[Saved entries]
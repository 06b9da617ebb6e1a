//! Route policy table.
//!
//! Every public endpoint is a row: the path it answers, the upstream it
//! fronts, which query parameters it accepts and for how long responses are
//! cached. The table is built once at startup and never mutated.

use std::collections::HashMap;
use std::sync::Arc;
use std::time::Duration;

use crate::config::{
    Config, DEFAULT_CACHE_TTL, GAME_DETAIL_CACHE_TTL, LIST_REQUEST_CACHE_TTL, PAGE_SIZE,
    VALID_VIDEO_CATEGORIES, VIDEO_DETAIL_CACHE_TTL,
};
use crate::error::Result;
use crate::proxy::params::ParamRule;
use crate::proxy::provider::{has_dot_segment, GiantBomb, Provider, YouTube, YOUTUBE_PUBLIC_ROOT};

// == Route Config ==
/// Validation rules and success TTL of one route.
#[derive(Debug, Clone, PartialEq, Eq)]
pub struct RouteConfig {
    pub allowed_params: HashMap<&'static str, ParamRule>,
    pub ttl: Duration,
}

impl RouteConfig {
    /// A route that accepts no client parameters.
    pub fn new(ttl: Duration) -> Self {
        Self {
            allowed_params: HashMap::new(),
            ttl,
        }
    }

    pub fn allow(mut self, name: &'static str, rule: ParamRule) -> Self {
        self.allowed_params.insert(name, rule);
        self
    }

    /// True if `name` is allowed and all of its values pass its rule.
    pub fn accepts(&self, name: &str, values: &[String]) -> bool {
        self.allowed_params
            .get(name)
            .is_some_and(|rule| rule.check(values))
    }
}

// == Route ==
#[derive(Debug, Clone)]
pub struct Route {
    /// Short name used in logs
    pub name: &'static str,
    /// A pattern ending in `/` matches its whole subtree, any other pattern
    /// matches exactly.
    pub pattern: &'static str,
    pub provider: Arc<Provider>,
    pub config: RouteConfig,
    /// When false the route serves the disabled envelope.
    pub enabled: bool,
}

impl Route {
    pub fn matches(&self, path: &str) -> bool {
        if self.pattern.ends_with('/') {
            path.starts_with(self.pattern)
        } else {
            path == self.pattern
        }
    }
}

// == Route Table ==
#[derive(Debug, Clone, Default)]
pub struct RouteTable {
    routes: Vec<Route>,
}

impl RouteTable {
    pub fn new(routes: Vec<Route>) -> Self {
        Self { routes }
    }

    /// Builds the public route set from configuration.
    pub fn from_config(config: &Config) -> Result<Self> {
        let giantbomb = Arc::new(Provider::GiantBomb(GiantBomb::new(
            &config.giantbomb_base_url,
            config.giantbomb_api_key.clone(),
        )?));
        let youtube = Arc::new(Provider::YouTube(YouTube::new(
            &config.youtube_base_url,
            config.youtube_api_key.clone(),
            config.youtube_channel_id.clone(),
        )?));

        let offset = ParamRule::PageAlignedOffset(PAGE_SIZE);
        let on = config.proxy_enabled;

        let catalog = |name: &'static str, pattern: &'static str, policy: RouteConfig, enabled| {
            Route {
                name,
                pattern,
                provider: giantbomb.clone(),
                config: policy,
                enabled,
            }
        };

        let routes = vec![
            catalog(
                "videos",
                "/api/1/giantbomb/videos/",
                RouteConfig::new(LIST_REQUEST_CACHE_TTL)
                    .allow("offset", offset)
                    // Validated only; the upstream receives it verbatim.
                    .allow("video_type", ParamRule::Category(VALID_VIDEO_CATEGORIES)),
                on,
            ),
            catalog(
                "video",
                "/api/1/giantbomb/video/",
                RouteConfig::new(VIDEO_DETAIL_CACHE_TTL),
                on,
            ),
            catalog(
                "games",
                "/api/1/giantbomb/games/",
                RouteConfig::new(LIST_REQUEST_CACHE_TTL)
                    .allow("offset", offset)
                    .allow("sort", ParamRule::Literal("date_added:desc")),
                on,
            ),
            catalog(
                "game",
                "/api/1/giantbomb/game/",
                RouteConfig::new(GAME_DETAIL_CACHE_TTL),
                on,
            ),
            catalog(
                "video_types",
                "/api/1/giantbomb/video_types/",
                RouteConfig::new(DEFAULT_CACHE_TTL),
                on,
            ),
            catalog(
                "search",
                "/api/1/giantbomb/search/",
                RouteConfig::new(DEFAULT_CACHE_TTL)
                    .allow("query", ParamRule::FreeText)
                    // The one resource combination the client sends.
                    .allow("resources", ParamRule::Literal("game,video,")),
                on && config.search_proxy_enabled,
            ),
            Route {
                name: "unarchived_videos",
                pattern: YOUTUBE_PUBLIC_ROOT,
                provider: youtube,
                config: RouteConfig::new(DEFAULT_CACHE_TTL)
                    .allow("q", ParamRule::FreeText)
                    .allow("pageToken", ParamRule::FreeText),
                enabled: on,
            },
        ];

        Ok(Self::new(routes))
    }

    /// Longest matching pattern wins. Paths with `.` or `..` segments match
    /// nothing.
    pub fn resolve(&self, path: &str) -> Option<&Route> {
        if has_dot_segment(path) {
            return None;
        }
        self.routes
            .iter()
            .filter(|route| route.matches(path))
            .max_by_key(|route| route.pattern.len())
    }

    pub fn routes(&self) -> &[Route] {
        &self.routes
    }
}
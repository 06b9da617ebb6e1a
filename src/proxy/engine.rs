//! Proxy Engine
//!
//! normalize -> derive key -> cache lookup -> (hit: serve) or
//! (miss: fetch -> process -> store -> serve).
//!
//! Each call is independent. Nothing is retried and concurrent identical
//! requests are not coalesced; each miss fetches on its own.

use std::sync::Arc;

use bytes::Bytes;
use tracing::{error, info, warn};

use crate::cache::CacheStore;
use crate::error::Result;
use crate::proxy::envelope::DISABLED_ENVELOPE;
use crate::proxy::route::Route;
use crate::proxy::stats::ProxyStats;
use crate::proxy::upstream::UpstreamClient;

/// Where a served body came from.
#[derive(Debug, Clone, Copy, PartialEq, Eq)]
pub enum ReplySource {
    Hit,
    Fetched,
    Disabled,
}

impl ReplySource {
    pub fn as_str(&self) -> &'static str {
        match self {
            ReplySource::Hit => "HIT",
            ReplySource::Fetched => "MISS",
            ReplySource::Disabled => "DISABLED",
        }
    }
}

/// Body to write back to the client.
#[derive(Debug, Clone)]
pub struct ProxyReply {
    pub body: Bytes,
    pub source: ReplySource,
}

// == Proxy Engine ==
#[derive(Clone)]
pub struct ProxyEngine {
    cache: Arc<dyn CacheStore>,
    upstream: Arc<dyn UpstreamClient>,
    stats: Arc<ProxyStats>,
}

impl ProxyEngine {
    pub fn new(
        cache: Arc<dyn CacheStore>,
        upstream: Arc<dyn UpstreamClient>,
        stats: Arc<ProxyStats>,
    ) -> Self {
        Self {
            cache,
            upstream,
            stats,
        }
    }

    pub fn stats(&self) -> &ProxyStats {
        &self.stats
    }

    /// Serves one GET for `route`.
    pub async fn serve(&self, route: &Route, path: &str, query: Option<&str>) -> Result<ProxyReply> {
        if !route.enabled {
            self.stats.record_disabled();
            return Ok(disabled_reply());
        }

        let provider = &route.provider;

        let request = provider
            .normalize(&route.config, path, query)
            .inspect_err(|e| {
                self.stats.record_rejected();
                warn!("Rejected {} request: {}", route.name, e);
            })?;

        let key = provider.cache_key(&request);

        match self.cache.get(&key).await {
            Ok(Some(body)) => {
                self.stats.record_hit();
                info!("cache hit: {}", key);
                return Ok(ProxyReply {
                    body,
                    source: ReplySource::Hit,
                });
            }
            Ok(None) => self.stats.record_miss(),
            Err(e) => {
                self.stats.record_miss();
                warn!("cache lookup failed for {}, fetching upstream: {}", key, e);
            }
        }

        info!("proxy {} request: {}", route.name, key);

        let response = self.upstream.get(request.url()).await.inspect_err(|e| {
            self.stats.record_failure();
            error!("proxy request error for {}: {}", route.name, e);
        })?;

        if !(200..300).contains(&response.status) {
            warn!(
                "{} upstream answered HTTP {} for {}",
                route.name, response.status, key
            );
        }

        let (body, ttl) = provider
            .process_response(&route.config, response.body)
            .inspect_err(|e| {
                self.stats.record_failure();
                error!("process response error for {}: {}", route.name, e);
            })?;

        self.stats.record_fetch();

        match self.cache.set(&key, body.clone(), ttl).await {
            Ok(()) => info!("cached: {} for {}s", key, ttl.as_secs()),
            Err(e) => warn!("cache store failed for {}: {}", key, e),
        }

        Ok(ProxyReply {
            body,
            source: ReplySource::Fetched,
        })
    }
}

fn disabled_reply() -> ProxyReply {
    ProxyReply {
        body: Bytes::from_static(DISABLED_ENVELOPE.as_bytes()),
        source: ReplySource::Disabled,
    }
}

impl std::fmt::Debug for ProxyEngine {
    fn fmt(&self, f: &mut std::fmt::Formatter<'_>) -> std::fmt::Result {
        f.debug_struct("ProxyEngine")
            .field("stats", &self.stats.snapshot())
            .finish_non_exhaustive()
    }
}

What is required
Copy out each line of the records where the string "Bytes" appears.

Output for this task
use bytes::Bytes;
    pub body: Bytes,
        body: Bytes::from_static(DISABLED_ENVELOPE.as_bytes()),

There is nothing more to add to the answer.